No documento, os analistas destacam que foi concluída a reestruturação da Agre, formada a partir da combinação entre Agra, Klabin Segall e Abyara. "O início das negociações sob um novo ticker, o tamanho resultante da integração dos três grupos e a melhora na liquidez devem colocar a empresa no radar dos investidores e ganhar a atenção dos analistas, o que na nossa avaliação, deve contribuir para a redução, em breve, desse desconto no valor das ações".

 

Além disso, a empresa anunciou hoje dados pré-operacionais e não auditados do quarto trimestre e de 2009. Nos últimos três meses do ano passado, as vendas contratadas da companhia somaram R$ 518 milhões, sendo R$ 204,5 milhões referentes a venda de unidades lançadas no período e R$ 313,5 milhões em estoque.

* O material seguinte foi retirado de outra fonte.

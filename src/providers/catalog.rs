use futures::{stream, StreamExt, TryStreamExt};
use reqwest::StatusCode;
use tracing::debug;

use crate::core::{
    config::CatalogConfig,
    document::Document,
    errors::{AppError, AppResult},
    types::EntityKind,
};

/// Read-only client for the remote catalog.
///
/// Every call to [`CatalogClient::fetch_all`] is one batch: it builds its own
/// `reqwest::Client` (and with it the connection pool), issues at most
/// `max_in_flight` requests at a time and drops the pool once the batch is done.
#[derive(Debug, Clone)]
pub struct CatalogClient {
    config: CatalogConfig,
}

impl CatalogClient {
    pub fn new(config: CatalogConfig) -> Self {
        Self { config }
    }

    pub fn entity_url(&self, kind: EntityKind, identifier: &str) -> String {
        format!(
            "{}/{}/{}",
            self.config.base_url,
            kind.path_segment(),
            identifier
        )
    }

    pub async fn fetch_entities(
        &self,
        kind: EntityKind,
        identifiers: &[String],
    ) -> AppResult<Vec<Document>> {
        let locators = identifiers
            .iter()
            .map(|identifier| self.entity_url(kind, identifier))
            .collect::<Vec<_>>();
        self.fetch_all(&locators).await
    }

    /// Fetches every locator concurrently. The output lines up index for index with
    /// `locators`; the first failure ends the batch and cancels what is still in flight.
    pub async fn fetch_all(&self, locators: &[String]) -> AppResult<Vec<Document>> {
        if locators.is_empty() {
            return Ok(vec![]);
        }

        let session = self.session()?;
        debug!(
            requests = locators.len(),
            max_in_flight = self.config.max_in_flight,
            "starting fetch batch"
        );
        let http = &session;
        let mut pending = stream::iter(locators.iter().enumerate())
            .map(|(index, locator)| async move {
                fetch_document(http, locator)
                    .await
                    .map(|document| (index, document))
            })
            .buffer_unordered(self.config.max_in_flight.max(1));

        // Responses land in their request's slot; returning early drops the stream
        // and with it every request still in flight.
        let mut slots: Vec<Option<Document>> = vec![None; locators.len()];
        while let Some((index, document)) = pending.try_next().await? {
            slots[index] = Some(document);
        }

        slots
            .into_iter()
            .zip(locators)
            .map(|(slot, locator)| {
                slot.ok_or_else(|| AppError::Network(format!("no response recorded for {locator}")))
            })
            .collect()
    }

    fn session(&self) -> AppResult<reqwest::Client> {
        reqwest::Client::builder()
            .timeout(self.config.request_timeout)
            .build()
            .map_err(|err| AppError::Network(err.to_string()))
    }
}

async fn fetch_document(http: &reqwest::Client, locator: &str) -> AppResult<Document> {
    debug!(%locator, "GET");
    let response = http.get(locator).send().await?;

    match response.status() {
        StatusCode::NOT_FOUND => {
            return Err(AppError::NoSuchEntity {
                locator: locator.to_string(),
            })
        }
        status if !status.is_success() => {
            return Err(AppError::Network(format!("status {status} from {locator}")));
        }
        _ => {}
    }

    let body = response.bytes().await?;
    Document::from_slice(&body).ok_or_else(|| AppError::NoSuchEntity {
        locator: locator.to_string(),
    })
}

No ano de 2009, as vendas contratadas somaram R$ 1,59 bilhão.

 

A companhia não forneceu comparação dos dados com os mesmos períodos do exercício de 2008, exceto para o indicador de velocidade de vendas medida (VSO), que foi de 47% em 2009, redução de 16,2% do nível de estoque ao final de 2008. No quarto trimestre, o VSO foi de 22,4%, sendo 17,2% o VSO do estoque, segundo o comunicado da companhia.